Three previous studies documented advantages with the use of the FCBE compared with the LEEP. Scribner et al,² Fischer et al,¹¹ and Rosen et al¹⁶ all showed that the FCBE, compared with the LEEP, leaves less dysplasia in the specimen margins (8% vs 17%) and provides a specimen that is significantly less fragmented (82% vs 30%) and has less thermal artifact (2.5% vs 24.6%). A more recent study by Boardman et al,¹⁷ however, evaluated the same variables and showed no difference between the 2 electrodes. In that study, the FCBE produced higher rates of thermal artifact compared with the 3 previous studies (35% vs 2.5%) and much higher rates of dysplasia at the specimens’ margins (28% vs 8%).

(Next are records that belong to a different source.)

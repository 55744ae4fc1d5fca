//! Infrastructure layer for the control tool.
//!
//! - **`storage`** – the JSON configuration store on disk.
//! - **`output`** – plain-text rendering of command results for the terminal.
//!
//! **Dependency rule**: this layer may depend on `application`, `mpx_core`
//! and `mpx_sim`, but MUST NOT be imported by `mpx_core` or `mpx_sim`.

pub mod output;
pub mod storage;
//! Building a [`SeatManager`] from configuration documents and back.

use tracing::{info, warn};

use super::manager::{HotplugPolicy, ManagerOptions, SeatManager, UsbSeatRule};
use crate::config::{
    ConfigError, DeviceMapDocument, DeviceMapping, GlobalConfig, SeatConfigDocument, SeatEntry,
    CONFIG_VERSION,
};
use crate::domain::device::{Device, DeviceId};

/// What [`SeatManager::from_config`] did with the documents it was given.
#[derive(Debug, Clone, Default, PartialEq, Eq)]
pub struct ApplyReport {
    pub seats_created: usize,
    pub devices_registered: usize,
    pub devices_assigned: usize,
    /// `vvvv:pppp` mappings kept as hot-plug rules.
    pub usb_rules: usize,
    /// Device ids whose mapping lost to a higher-priority one.
    pub skipped_mappings: Vec<String>,
}

impl SeatManager {
    /// Builds a registry from a seat configuration and a device map.
    ///
    /// Seats are created first, in document order; then mappings are applied
    /// highest priority first.  A second mapping for an already-registered
    /// device id is skipped and listed in the report.  A mapping that names a
    /// seat absent from the configuration fails the whole call.
    ///
    /// Mappings keyed by a `vvvv:pppp` USB identifier become
    /// [`UsbSeatRule`]s consulted by [`SeatManager::hotplug_device`].
    pub fn from_config(
        config: &SeatConfigDocument,
        devices: &DeviceMapDocument,
    ) -> Result<(SeatManager, ApplyReport), ConfigError> {
        config.validate()?;
        devices.validate()?;

        let global = &config.global_config;
        let mut manager = SeatManager::with_options(ManagerOptions {
            default_seat_name: global.default_seat.clone(),
            hotplug_policy: global.effective_hotplug_policy(),
            display_bounds: None,
        });
        let mut report = ApplyReport::default();

        for entry in &config.seats {
            let seat_id = if entry.name == global.default_seat {
                manager.default_seat_id()
            } else {
                report.seats_created += 1;
                manager.create_seat(entry.name.clone())?
            };
            let theme = entry.cursor_theme.clone();
            manager.set_cursor_appearance(seat_id, entry.cursor_size, theme)?;
            manager.set_seat_enabled(seat_id, entry.enabled)?;
        }

        for mapping in devices.by_priority() {
            if mapping.is_usb_rule() {
                if let Some(seat_name) = &mapping.seat_name {
                    manager.get_seat_by_name(seat_name)?;
                }
                let added = manager.add_usb_rule(UsbSeatRule {
                    usb_id: mapping.device_id.clone(),
                    seat_name: mapping.seat_name.clone(),
                    priority: mapping.priority,
                });
                if added {
                    report.usb_rules += 1;
                } else {
                    warn!(usb_id = %mapping.device_id, "duplicate usb seat rule skipped");
                    report.skipped_mappings.push(mapping.device_id.clone());
                }
                continue;
            }

            let device_id = DeviceId::new(mapping.device_id.as_str());
            if manager.get_device(&device_id).is_ok() {
                warn!(
                    device = %device_id,
                    priority = mapping.priority,
                    "duplicate device mapping skipped"
                );
                report.skipped_mappings.push(mapping.device_id.clone());
                continue;
            }

            let name = if mapping.device_name.is_empty() {
                mapping.device_id.clone()
            } else {
                mapping.device_name.clone()
            };
            let seat_id = match &mapping.seat_name {
                Some(seat_name) => Some(manager.get_seat_by_name(seat_name)?.id()),
                None => None,
            };

            let mut device = Device::new(device_id.clone(), name, mapping.kind);
            if let Some((vendor, product)) = mapping.usb_ids() {
                device = device.with_usb_ids(vendor, product);
            }
            manager.register_device(device)?;
            report.devices_registered += 1;
            if let Some(seat_id) = seat_id {
                manager.assign_device(&device_id, seat_id)?;
                report.devices_assigned += 1;
            }
        }

        info!(
            seats = manager.seat_count(),
            devices = manager.device_count(),
            usb_rules = report.usb_rules,
            skipped = report.skipped_mappings.len(),
            "registry built from configuration"
        );
        Ok((manager, report))
    }

    /// Serializable documents describing the current seats and devices.
    ///
    /// Feeding the result back into [`SeatManager::from_config`] reproduces
    /// the same seats, names, enabled flags and assignments.
    pub fn export_config(&self) -> (SeatConfigDocument, DeviceMapDocument) {
        let policy = self.hotplug_policy();
        let config = SeatConfigDocument {
            version: CONFIG_VERSION,
            global_config: GlobalConfig {
                auto_assign_new_devices: policy != HotplugPolicy::Unassigned,
                default_seat: self.default_seat().name().to_string(),
                hotplug_policy: Some(policy),
            },
            seats: self
                .list_seats()
                .map(|seat| SeatEntry {
                    name: seat.name().to_string(),
                    enabled: seat.is_enabled(),
                    cursor_size: seat.cursor_size(),
                    cursor_theme: seat.cursor_theme().map(str::to_string),
                })
                .collect(),
        };

        let device_mappings = self.list_devices().map(|device| DeviceMapping {
            device_id: device.id().to_string(),
            seat_name: self
                .seat_for_device(device.id())
                .map(|seat| seat.name().to_string()),
            device_name: device.name().to_string(),
            priority: 0,
            kind: device.kind(),
            usb_id: device.has_usb_ids().then(|| device.usb_identifier()),
        });
        let rule_mappings = self.usb_rules().iter().map(|rule| DeviceMapping {
            device_id: rule.usb_id.clone(),
            seat_name: rule.seat_name.clone(),
            priority: rule.priority,
            ..DeviceMapping::default()
        });
        let devices = DeviceMapDocument {
            version: CONFIG_VERSION,
            mappings: device_mappings.chain(rule_mappings).collect(),
        };

        (config, devices)
    }
}
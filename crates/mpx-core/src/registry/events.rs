//! Notifications emitted by the registry after each successful state change.
//!
//! Listeners observe; they cannot veto or alter the transition that produced
//! the event. A listener is handed the event only after the manager's state
//! already reflects it.

use crate::domain::{
    device::DeviceId,
    geometry::Position,
    grab::{ClientId, GrabMode},
    seat::{SeatId, WindowId},
};

/// Which of a seat's two focus slots changed.
#[derive(Debug, Clone, Copy, PartialEq, Eq)]
pub enum FocusKind {
    Pointer,
    Keyboard,
}

#[derive(Debug, Clone, PartialEq)]
pub enum SeatEvent {
    SeatCreated {
        seat: SeatId,
        name: String,
    },
    SeatDestroyed {
        seat: SeatId,
        name: String,
    },
    SeatStateChanged {
        seat: SeatId,
        enabled: bool,
    },
    DeviceAdded {
        device: DeviceId,
    },
    DeviceRemoved {
        device: DeviceId,
    },
    /// A device moved onto `seat`, leaving `previous` in the same step.
    DeviceAssigned {
        device: DeviceId,
        seat: SeatId,
        previous: Option<SeatId>,
    },
    DeviceUnassigned {
        device: DeviceId,
        seat: SeatId,
    },
    /// Absolute cursor motion; `position` is the cursor after constraints.
    PointerMotion {
        seat: SeatId,
        device: DeviceId,
        dx: f64,
        dy: f64,
        position: Position,
    },
    /// Motion consumed by a pointer lock; the cursor did not move.
    RelativeMotion {
        seat: SeatId,
        device: DeviceId,
        dx: f64,
        dy: f64,
    },
    /// Absolute reposition of a seat's cursor, not tied to a device.
    CursorWarped {
        seat: SeatId,
        position: Position,
    },
    PointerButton {
        seat: SeatId,
        device: DeviceId,
        button: u32,
        pressed: bool,
        focus: Option<WindowId>,
    },
    Key {
        seat: SeatId,
        device: DeviceId,
        key: u32,
        pressed: bool,
        focus: Option<WindowId>,
    },
    GrabStarted {
        seat: SeatId,
        client: ClientId,
        mode: GrabMode,
    },
    GrabEnded {
        seat: SeatId,
        client: ClientId,
    },
    FocusChanged {
        seat: SeatId,
        kind: FocusKind,
        window: Option<WindowId>,
    },
}

impl SeatEvent {
    /// The seat this event concerns, if any.
    pub fn seat(&self) -> Option<SeatId> {
        match self {
            SeatEvent::DeviceAdded { .. } | SeatEvent::DeviceRemoved { .. } => None,
            SeatEvent::SeatCreated { seat, .. }
            | SeatEvent::SeatDestroyed { seat, .. }
            | SeatEvent::SeatStateChanged { seat, .. }
            | SeatEvent::DeviceAssigned { seat, .. }
            | SeatEvent::DeviceUnassigned { seat, .. }
            | SeatEvent::PointerMotion { seat, .. }
            | SeatEvent::RelativeMotion { seat, .. }
            | SeatEvent::CursorWarped { seat, .. }
            | SeatEvent::PointerButton { seat, .. }
            | SeatEvent::Key { seat, .. }
            | SeatEvent::GrabStarted { seat, .. }
            | SeatEvent::GrabEnded { seat, .. }
            | SeatEvent::FocusChanged { seat, .. } => Some(*seat),
        }
    }
}

/// Handle returned by [`SeatManager::add_listener`](super::SeatManager::add_listener),
/// used to detach that listener again.
#[derive(Debug, Clone, Copy, PartialEq, Eq, Hash)]
pub struct ListenerId(pub(crate) u64);

/// Receives [`SeatEvent`]s from a [`SeatManager`](super::SeatManager).
///
/// Any `FnMut(&SeatEvent) + Send` closure is a listener.
pub trait SeatEventListener: Send {
    fn on_event(&mut self, event: &SeatEvent);
}

impl<F> SeatEventListener for F
where
    F: FnMut(&SeatEvent) + Send,
{
    fn on_event(&mut self, event: &SeatEvent) {
        self(event)
    }
}

#[cfg(test)]
mod tests {
    use mockall::mock;

    use super::*;
    use crate::registry::SeatManager;

    mock! {
        pub Listener {}

        impl SeatEventListener for Listener {
            fn on_event(&mut self, event: &SeatEvent);
        }
    }

    #[test]
    fn test_listener_receives_seat_created() {
        // Arrange
        let mut listener = MockListener::new();
        listener
            .expect_on_event()
            .withf(|event| matches!(event, SeatEvent::SeatCreated { name, .. } if name == "aux"))
            .times(1)
            .return_const(());
        let mut manager = SeatManager::new();
        manager.add_listener(Box::new(listener));

        // Act
        manager.create_seat("aux").unwrap();
    }

    #[test]
    fn test_failed_operation_emits_nothing() {
        let mut listener = MockListener::new();
        listener.expect_on_event().never();
        let mut manager = SeatManager::new();
        manager.add_listener(Box::new(listener));

        let result = manager.create_seat("seat0");

        assert!(result.is_err());
    }

    #[test]
    fn test_removed_listener_stops_receiving_events() {
        // Arrange
        let mut kept = MockListener::new();
        kept.expect_on_event().times(2).return_const(());
        let mut removed = MockListener::new();
        removed.expect_on_event().times(1).return_const(());
        let mut manager = SeatManager::new();
        manager.add_listener(Box::new(kept));
        let handle = manager.add_listener(Box::new(removed));
        manager.create_seat("aux").unwrap();

        // Act
        let detached = manager.remove_listener(handle);
        let again = manager.remove_listener(handle);
        manager.create_seat("aux2").unwrap();

        // Assert
        assert!(detached);
        assert!(!again);
    }

    #[test]
    fn test_device_events_have_no_seat() {
        let event = SeatEvent::DeviceAdded {
            device: DeviceId::new("m"),
        };

        assert_eq!(event.seat(), None);
    }
}
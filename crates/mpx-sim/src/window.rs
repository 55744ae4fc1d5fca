//! Virtual windows: rectangles the compositor hit-tests to derive focus.

use mpx_core::{Position, Rect, WindowId};
use serde::Serialize;

#[derive(Debug, Clone, PartialEq, Serialize)]
pub struct Window {
    id: WindowId,
    title: String,
    rect: Rect,
}

impl Window {
    pub(crate) fn new(id: WindowId, title: String, rect: Rect) -> Self {
        Self { id, title, rect }
    }

    pub fn id(&self) -> &WindowId {
        &self.id
    }

    pub fn title(&self) -> &str {
        &self.title
    }

    pub fn rect(&self) -> Rect {
        self.rect
    }

    /// `true` if `pos` lies inside the window (right and bottom edges excluded).
    pub fn contains(&self, pos: Position) -> bool {
        self.rect.contains(pos)
    }
}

In our case series, which was performed in a family medicine office, we were able to duplicate the favorable results from the 3 earlier FCBE trials that were published in the gynecology literature. Specifically, we were able to achieve low rates of dysplasia at the specimen margins (5.5%) as well as low rates of thermal artifact (10%).

The main limitation of our study is the lack of a LEEP comparison group. Other limitations include lack of follow-up data and the fact that some of the patients included in our study would not need treatment based on today's treatment guidelines because the guidelines for treatment of CIN I and CIN II have changed since our study period.¹⁸

The design of the FCBE offers the operator more support than do the LEEP electrodes. This allows the operator to better tailor the excision area, but the FCBE offers only one pass to remove the cervical transformation zone and the dysplastic tissue. One advantage of the FCBE is the ability to use it in cases where the endocervical curettage is positive without the need for the “top hat” excision that is done after LEEP.

In cases where a large area of the cervix is involved with dysplasia, or among patients with cervical ectropion, removing the desired area of the cervix in one pass using the FCBE or the LEEP can be a challenge. In these cases we used the Loop electrode after the first pass with the FCBE. This 2-step method could help decrease the rate of residual disease in the majority of cases compared with using the FCBE or LEEP alone. No increase in bleeding or pain was noted in these patients. The option to use the 2 electrodes in certain cases uses the advantages offered by both electrodes in an effort to remove the entire dysplastic lesion, although it increases the cost of the procedure. A larger trial is required to confirm the benefit of this 2-step method.

In our experience, one of the concerns reported by physicians regarding the use of the FCBE is the perception that it removes larger cervical specimens than the LEEP. In our study the mean depth (± SD) of the specimens was 6.5 ± 1.3 mm, which compares favorably to the reported depth of the LEEP specimen. This also corresponds to the fact that 7-mm depth is adequate to remove 99% of dysplastic lesions.^19–20

The use of the FCBE in our family medicine office provided similar results to what is reported in the gynecology literature. Patients tolerated this procedure well with a low rate of complications. Family physicians who use the loop electrode as the primary electrode for office treatment of cervical dysplasia can consider using the FCBE for certain patients after understanding the advantages and disadvantages of each electrode.